**Data shown:**

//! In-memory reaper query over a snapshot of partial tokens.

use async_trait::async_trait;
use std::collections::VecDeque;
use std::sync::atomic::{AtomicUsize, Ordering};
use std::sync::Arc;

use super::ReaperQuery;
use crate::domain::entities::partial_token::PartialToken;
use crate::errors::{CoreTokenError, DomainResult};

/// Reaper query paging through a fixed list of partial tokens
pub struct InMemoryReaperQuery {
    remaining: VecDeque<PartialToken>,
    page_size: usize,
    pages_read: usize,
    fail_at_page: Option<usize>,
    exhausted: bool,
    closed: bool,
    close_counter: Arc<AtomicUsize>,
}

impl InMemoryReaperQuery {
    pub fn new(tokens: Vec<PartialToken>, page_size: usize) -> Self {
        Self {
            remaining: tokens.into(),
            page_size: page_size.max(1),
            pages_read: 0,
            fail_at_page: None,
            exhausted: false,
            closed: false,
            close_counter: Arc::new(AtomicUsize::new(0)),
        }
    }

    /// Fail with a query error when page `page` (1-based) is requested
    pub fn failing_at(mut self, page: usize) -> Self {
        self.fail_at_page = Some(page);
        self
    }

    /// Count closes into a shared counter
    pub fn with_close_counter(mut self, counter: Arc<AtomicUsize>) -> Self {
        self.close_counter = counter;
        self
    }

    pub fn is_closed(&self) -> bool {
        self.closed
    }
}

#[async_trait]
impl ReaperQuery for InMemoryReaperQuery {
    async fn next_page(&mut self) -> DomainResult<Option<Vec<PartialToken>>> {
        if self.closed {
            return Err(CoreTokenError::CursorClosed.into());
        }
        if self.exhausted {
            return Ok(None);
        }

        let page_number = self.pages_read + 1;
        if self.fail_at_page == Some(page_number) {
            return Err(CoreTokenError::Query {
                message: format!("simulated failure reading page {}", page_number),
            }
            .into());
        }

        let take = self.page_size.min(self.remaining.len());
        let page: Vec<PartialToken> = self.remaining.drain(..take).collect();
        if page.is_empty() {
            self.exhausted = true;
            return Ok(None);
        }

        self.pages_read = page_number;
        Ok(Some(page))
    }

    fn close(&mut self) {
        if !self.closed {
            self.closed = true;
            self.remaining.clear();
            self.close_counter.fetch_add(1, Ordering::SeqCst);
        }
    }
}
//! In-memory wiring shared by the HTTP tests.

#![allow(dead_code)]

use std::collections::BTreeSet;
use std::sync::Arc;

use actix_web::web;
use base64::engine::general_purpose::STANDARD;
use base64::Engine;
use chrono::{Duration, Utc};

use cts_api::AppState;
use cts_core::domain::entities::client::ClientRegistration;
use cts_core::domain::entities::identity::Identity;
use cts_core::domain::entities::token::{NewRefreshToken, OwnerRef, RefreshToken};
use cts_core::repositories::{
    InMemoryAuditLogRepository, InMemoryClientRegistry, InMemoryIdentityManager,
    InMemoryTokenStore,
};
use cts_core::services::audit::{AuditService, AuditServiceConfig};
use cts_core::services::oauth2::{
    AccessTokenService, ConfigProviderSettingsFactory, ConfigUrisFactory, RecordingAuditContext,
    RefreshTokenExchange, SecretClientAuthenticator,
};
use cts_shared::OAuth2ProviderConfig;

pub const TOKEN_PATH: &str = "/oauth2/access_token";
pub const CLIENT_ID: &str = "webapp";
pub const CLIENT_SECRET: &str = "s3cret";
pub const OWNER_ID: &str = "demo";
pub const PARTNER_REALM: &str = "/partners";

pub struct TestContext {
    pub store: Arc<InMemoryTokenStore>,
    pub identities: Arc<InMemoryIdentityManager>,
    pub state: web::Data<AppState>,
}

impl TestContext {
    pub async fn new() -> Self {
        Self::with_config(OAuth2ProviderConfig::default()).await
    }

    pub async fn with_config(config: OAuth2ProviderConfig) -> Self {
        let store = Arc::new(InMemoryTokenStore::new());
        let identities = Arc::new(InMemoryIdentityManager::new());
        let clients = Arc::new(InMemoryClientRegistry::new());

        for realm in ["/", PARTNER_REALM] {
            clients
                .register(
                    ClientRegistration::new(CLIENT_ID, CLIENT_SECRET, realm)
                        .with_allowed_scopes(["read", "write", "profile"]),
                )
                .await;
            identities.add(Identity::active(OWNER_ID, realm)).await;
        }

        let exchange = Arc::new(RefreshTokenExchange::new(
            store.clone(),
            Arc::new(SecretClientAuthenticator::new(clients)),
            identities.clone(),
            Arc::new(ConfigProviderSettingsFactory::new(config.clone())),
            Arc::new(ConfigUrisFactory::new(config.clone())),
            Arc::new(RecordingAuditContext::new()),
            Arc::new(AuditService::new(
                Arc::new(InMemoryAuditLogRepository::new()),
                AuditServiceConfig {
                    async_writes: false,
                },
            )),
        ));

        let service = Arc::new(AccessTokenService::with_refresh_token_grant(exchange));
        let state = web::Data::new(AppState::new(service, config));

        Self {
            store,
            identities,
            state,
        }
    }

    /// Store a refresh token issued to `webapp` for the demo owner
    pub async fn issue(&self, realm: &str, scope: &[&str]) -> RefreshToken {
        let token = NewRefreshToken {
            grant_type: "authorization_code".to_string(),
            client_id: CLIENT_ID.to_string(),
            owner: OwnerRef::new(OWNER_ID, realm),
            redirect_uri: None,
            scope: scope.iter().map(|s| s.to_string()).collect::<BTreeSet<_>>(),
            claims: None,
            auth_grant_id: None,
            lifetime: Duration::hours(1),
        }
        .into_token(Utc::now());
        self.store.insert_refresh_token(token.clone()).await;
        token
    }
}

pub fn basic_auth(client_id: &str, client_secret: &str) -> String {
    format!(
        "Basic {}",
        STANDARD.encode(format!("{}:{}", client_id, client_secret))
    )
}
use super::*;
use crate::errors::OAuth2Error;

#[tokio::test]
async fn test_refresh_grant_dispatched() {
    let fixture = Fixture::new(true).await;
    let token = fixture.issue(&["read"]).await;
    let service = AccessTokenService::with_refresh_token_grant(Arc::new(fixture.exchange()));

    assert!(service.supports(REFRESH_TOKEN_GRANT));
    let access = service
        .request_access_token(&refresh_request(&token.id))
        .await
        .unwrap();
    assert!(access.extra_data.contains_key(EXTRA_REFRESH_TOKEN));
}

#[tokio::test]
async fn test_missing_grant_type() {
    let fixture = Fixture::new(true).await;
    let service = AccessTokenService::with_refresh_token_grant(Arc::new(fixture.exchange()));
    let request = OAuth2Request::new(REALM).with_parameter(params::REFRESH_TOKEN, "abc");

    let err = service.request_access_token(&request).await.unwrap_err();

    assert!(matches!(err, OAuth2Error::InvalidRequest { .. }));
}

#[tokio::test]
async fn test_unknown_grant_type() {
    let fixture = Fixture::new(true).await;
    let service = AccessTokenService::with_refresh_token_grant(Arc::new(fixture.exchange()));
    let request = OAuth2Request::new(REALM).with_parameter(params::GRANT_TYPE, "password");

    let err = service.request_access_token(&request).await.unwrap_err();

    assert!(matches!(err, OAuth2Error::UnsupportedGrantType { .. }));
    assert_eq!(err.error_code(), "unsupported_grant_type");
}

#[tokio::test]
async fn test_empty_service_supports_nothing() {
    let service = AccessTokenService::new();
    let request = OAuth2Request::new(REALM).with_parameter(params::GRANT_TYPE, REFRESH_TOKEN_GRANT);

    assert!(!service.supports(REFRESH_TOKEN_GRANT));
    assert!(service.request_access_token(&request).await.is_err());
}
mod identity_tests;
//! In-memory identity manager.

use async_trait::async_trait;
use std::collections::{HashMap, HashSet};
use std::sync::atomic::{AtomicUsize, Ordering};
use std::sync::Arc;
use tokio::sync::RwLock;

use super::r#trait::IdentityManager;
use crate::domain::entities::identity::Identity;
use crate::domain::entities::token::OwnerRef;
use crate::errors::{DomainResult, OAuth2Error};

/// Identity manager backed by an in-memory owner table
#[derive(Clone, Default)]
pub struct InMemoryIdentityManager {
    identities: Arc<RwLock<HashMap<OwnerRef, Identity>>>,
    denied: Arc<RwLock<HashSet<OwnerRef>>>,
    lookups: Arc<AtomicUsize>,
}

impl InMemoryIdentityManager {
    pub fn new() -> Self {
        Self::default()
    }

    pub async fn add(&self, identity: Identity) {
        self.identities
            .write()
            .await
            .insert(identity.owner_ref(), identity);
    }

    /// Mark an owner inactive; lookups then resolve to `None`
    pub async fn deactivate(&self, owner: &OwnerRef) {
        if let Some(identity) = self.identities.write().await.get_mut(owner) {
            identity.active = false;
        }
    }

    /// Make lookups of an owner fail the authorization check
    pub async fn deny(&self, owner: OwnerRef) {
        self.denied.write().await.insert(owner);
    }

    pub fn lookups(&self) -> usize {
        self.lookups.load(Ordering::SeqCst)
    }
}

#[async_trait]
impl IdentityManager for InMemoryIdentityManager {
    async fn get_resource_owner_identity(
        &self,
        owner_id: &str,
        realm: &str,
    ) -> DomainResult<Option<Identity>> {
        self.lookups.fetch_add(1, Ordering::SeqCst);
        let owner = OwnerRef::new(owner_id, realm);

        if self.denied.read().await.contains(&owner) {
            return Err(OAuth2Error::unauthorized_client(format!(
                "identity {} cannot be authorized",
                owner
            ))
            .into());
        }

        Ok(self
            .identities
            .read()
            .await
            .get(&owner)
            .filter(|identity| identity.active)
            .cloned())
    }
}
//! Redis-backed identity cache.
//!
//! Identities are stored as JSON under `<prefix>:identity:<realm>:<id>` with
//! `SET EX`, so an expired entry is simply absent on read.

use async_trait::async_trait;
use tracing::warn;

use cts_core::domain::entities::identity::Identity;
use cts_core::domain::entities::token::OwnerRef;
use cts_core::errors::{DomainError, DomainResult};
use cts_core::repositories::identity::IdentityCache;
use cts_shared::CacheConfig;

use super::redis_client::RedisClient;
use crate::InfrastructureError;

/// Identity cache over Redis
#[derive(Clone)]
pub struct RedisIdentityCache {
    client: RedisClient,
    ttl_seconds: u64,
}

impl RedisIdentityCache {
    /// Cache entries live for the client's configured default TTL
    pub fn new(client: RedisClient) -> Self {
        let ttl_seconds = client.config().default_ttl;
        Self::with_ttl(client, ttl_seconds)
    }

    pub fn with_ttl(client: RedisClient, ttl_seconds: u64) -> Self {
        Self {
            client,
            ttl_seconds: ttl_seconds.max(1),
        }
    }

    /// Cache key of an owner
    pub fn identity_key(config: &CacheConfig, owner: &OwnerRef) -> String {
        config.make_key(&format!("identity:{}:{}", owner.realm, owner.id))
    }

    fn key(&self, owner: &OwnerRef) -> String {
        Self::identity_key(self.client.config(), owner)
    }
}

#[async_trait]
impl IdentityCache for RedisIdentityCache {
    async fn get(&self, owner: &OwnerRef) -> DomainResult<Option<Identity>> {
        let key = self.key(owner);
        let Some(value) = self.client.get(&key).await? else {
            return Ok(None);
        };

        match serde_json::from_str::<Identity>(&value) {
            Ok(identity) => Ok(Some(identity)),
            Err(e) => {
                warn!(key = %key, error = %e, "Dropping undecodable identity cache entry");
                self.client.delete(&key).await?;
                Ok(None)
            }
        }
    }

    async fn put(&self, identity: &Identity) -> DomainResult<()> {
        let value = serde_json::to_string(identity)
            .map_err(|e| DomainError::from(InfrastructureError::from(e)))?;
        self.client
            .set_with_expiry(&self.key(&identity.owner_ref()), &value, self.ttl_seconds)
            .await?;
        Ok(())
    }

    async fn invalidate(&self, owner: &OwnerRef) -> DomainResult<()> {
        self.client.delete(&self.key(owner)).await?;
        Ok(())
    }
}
==
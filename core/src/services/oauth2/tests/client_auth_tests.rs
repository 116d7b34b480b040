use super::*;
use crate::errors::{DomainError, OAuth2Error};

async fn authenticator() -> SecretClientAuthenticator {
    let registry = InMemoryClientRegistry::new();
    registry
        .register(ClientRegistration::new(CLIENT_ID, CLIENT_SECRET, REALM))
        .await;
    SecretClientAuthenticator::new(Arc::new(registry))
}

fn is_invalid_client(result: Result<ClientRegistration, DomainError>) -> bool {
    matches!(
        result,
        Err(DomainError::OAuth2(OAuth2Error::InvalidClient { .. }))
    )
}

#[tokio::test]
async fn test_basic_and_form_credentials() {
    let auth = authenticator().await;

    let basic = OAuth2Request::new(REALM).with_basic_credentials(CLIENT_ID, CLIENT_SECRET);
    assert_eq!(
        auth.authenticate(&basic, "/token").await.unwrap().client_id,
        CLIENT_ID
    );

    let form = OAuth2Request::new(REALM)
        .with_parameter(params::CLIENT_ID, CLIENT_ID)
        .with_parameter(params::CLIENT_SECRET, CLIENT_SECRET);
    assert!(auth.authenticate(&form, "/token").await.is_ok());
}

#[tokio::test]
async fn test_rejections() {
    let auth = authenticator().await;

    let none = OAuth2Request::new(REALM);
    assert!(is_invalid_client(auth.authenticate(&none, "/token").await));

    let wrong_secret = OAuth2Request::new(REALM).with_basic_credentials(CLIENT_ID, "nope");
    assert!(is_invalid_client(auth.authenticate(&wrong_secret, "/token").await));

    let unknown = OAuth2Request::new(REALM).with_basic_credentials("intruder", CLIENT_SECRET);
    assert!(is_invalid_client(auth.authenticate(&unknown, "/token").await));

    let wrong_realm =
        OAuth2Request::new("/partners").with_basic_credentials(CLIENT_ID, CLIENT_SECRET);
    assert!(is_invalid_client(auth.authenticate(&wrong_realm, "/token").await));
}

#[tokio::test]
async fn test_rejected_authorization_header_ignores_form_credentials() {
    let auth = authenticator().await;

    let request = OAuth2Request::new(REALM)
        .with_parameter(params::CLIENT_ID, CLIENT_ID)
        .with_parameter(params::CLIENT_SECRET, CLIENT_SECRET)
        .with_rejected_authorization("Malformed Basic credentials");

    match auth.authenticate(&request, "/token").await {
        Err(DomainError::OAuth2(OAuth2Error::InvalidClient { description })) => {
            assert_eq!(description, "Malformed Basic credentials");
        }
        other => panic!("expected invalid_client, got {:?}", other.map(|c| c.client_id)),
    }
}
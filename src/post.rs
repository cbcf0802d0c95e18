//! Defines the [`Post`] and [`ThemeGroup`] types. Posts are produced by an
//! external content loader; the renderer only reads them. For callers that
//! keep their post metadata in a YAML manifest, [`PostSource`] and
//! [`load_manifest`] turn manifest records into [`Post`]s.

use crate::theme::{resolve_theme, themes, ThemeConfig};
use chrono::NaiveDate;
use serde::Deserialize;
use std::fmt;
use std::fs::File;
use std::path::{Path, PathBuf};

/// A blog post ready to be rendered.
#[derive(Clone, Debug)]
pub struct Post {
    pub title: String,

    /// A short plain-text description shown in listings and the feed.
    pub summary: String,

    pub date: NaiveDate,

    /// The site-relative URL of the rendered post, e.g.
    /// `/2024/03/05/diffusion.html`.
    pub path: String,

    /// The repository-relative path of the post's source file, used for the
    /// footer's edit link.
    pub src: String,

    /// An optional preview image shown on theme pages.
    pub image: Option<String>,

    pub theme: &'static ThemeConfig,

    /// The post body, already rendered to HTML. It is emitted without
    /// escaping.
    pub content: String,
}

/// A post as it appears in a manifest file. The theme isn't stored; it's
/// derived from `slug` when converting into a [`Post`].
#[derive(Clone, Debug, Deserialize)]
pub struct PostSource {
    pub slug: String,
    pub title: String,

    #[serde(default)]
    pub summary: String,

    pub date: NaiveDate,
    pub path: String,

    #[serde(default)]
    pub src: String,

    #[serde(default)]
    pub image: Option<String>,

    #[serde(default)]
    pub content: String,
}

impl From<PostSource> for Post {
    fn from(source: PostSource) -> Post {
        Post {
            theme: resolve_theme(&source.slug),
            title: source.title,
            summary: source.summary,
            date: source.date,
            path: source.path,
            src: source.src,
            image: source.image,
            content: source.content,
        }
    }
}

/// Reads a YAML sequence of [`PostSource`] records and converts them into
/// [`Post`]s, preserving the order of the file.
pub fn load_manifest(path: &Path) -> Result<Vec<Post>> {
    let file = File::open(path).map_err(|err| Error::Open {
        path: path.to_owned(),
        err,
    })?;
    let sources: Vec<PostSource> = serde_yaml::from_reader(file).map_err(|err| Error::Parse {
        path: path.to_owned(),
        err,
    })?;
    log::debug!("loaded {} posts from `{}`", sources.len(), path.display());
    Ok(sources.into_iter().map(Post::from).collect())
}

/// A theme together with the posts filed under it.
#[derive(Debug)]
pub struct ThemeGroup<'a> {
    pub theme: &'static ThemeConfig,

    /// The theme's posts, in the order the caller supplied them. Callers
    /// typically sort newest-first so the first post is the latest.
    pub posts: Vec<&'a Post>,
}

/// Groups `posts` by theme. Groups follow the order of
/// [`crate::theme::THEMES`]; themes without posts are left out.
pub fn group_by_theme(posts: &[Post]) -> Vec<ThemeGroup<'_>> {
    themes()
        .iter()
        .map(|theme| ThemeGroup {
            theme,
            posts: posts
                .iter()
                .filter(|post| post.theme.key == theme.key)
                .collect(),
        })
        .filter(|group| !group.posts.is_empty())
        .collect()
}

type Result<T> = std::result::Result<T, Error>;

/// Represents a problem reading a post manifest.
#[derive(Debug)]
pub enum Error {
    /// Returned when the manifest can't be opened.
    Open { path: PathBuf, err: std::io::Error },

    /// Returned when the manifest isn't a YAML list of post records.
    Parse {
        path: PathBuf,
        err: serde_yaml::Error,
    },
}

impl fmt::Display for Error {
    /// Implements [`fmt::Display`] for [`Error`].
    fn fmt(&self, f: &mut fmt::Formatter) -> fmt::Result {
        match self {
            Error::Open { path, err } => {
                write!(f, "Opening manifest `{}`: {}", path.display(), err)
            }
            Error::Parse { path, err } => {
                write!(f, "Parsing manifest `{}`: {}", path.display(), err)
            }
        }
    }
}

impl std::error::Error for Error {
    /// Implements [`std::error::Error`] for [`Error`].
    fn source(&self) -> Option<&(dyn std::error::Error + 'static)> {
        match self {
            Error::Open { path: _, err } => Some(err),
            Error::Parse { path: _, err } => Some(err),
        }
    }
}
==
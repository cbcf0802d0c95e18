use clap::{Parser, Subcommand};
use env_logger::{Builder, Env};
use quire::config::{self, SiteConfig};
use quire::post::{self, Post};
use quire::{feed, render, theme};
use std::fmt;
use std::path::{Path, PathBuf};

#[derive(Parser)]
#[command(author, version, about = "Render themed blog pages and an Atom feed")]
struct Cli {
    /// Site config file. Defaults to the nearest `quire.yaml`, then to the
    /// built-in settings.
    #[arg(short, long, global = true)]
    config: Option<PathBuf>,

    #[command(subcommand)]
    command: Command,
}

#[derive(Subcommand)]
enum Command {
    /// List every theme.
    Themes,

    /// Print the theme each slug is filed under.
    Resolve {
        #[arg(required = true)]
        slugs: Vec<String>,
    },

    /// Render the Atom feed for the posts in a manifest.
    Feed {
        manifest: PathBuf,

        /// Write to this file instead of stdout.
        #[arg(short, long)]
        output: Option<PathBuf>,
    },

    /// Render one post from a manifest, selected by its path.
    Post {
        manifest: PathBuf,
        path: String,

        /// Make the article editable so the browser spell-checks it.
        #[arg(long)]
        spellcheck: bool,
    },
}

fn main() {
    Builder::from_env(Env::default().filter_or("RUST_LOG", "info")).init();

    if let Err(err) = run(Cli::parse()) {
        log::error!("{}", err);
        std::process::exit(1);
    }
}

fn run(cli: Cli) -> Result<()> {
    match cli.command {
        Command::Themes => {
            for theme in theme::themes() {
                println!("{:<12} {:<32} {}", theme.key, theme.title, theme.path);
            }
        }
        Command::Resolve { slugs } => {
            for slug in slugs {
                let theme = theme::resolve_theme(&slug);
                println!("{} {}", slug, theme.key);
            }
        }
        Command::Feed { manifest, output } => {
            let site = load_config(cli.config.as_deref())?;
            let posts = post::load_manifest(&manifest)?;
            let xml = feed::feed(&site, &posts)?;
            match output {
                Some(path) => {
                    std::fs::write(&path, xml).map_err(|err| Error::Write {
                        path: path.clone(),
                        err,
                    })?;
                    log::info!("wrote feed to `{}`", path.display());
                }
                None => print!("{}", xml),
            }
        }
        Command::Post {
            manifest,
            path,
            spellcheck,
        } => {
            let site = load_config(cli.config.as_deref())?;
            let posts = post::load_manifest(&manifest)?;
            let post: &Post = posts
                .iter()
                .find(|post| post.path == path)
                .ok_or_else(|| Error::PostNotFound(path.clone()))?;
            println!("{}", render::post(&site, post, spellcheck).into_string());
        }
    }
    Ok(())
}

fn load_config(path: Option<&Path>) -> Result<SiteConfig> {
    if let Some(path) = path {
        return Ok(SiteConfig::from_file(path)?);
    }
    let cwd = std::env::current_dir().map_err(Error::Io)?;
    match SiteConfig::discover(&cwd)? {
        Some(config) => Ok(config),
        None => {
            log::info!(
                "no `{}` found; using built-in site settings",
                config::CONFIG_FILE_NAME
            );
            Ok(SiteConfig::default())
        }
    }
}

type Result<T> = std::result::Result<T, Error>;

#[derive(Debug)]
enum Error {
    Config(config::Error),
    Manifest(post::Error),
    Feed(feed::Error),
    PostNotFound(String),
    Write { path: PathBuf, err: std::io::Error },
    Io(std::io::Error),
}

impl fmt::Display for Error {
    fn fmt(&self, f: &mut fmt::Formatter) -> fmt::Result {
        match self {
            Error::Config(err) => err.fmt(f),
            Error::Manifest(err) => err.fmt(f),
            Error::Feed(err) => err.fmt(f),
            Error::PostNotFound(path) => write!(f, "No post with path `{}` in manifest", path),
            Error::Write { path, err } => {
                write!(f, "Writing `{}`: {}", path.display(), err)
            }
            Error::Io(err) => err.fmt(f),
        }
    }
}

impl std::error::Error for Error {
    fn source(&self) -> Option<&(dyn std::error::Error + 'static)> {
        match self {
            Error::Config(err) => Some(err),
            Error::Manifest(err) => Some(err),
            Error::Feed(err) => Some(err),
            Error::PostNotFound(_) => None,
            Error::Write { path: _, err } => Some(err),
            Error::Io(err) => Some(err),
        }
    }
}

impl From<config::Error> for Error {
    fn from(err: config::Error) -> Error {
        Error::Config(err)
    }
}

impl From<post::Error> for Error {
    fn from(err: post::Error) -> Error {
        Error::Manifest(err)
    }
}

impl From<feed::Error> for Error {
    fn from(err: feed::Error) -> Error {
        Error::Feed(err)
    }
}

**Task to complete:**
Tally the lines of the material in which the string "println" appears. Give the tally and nothing else.

**Output below:**
3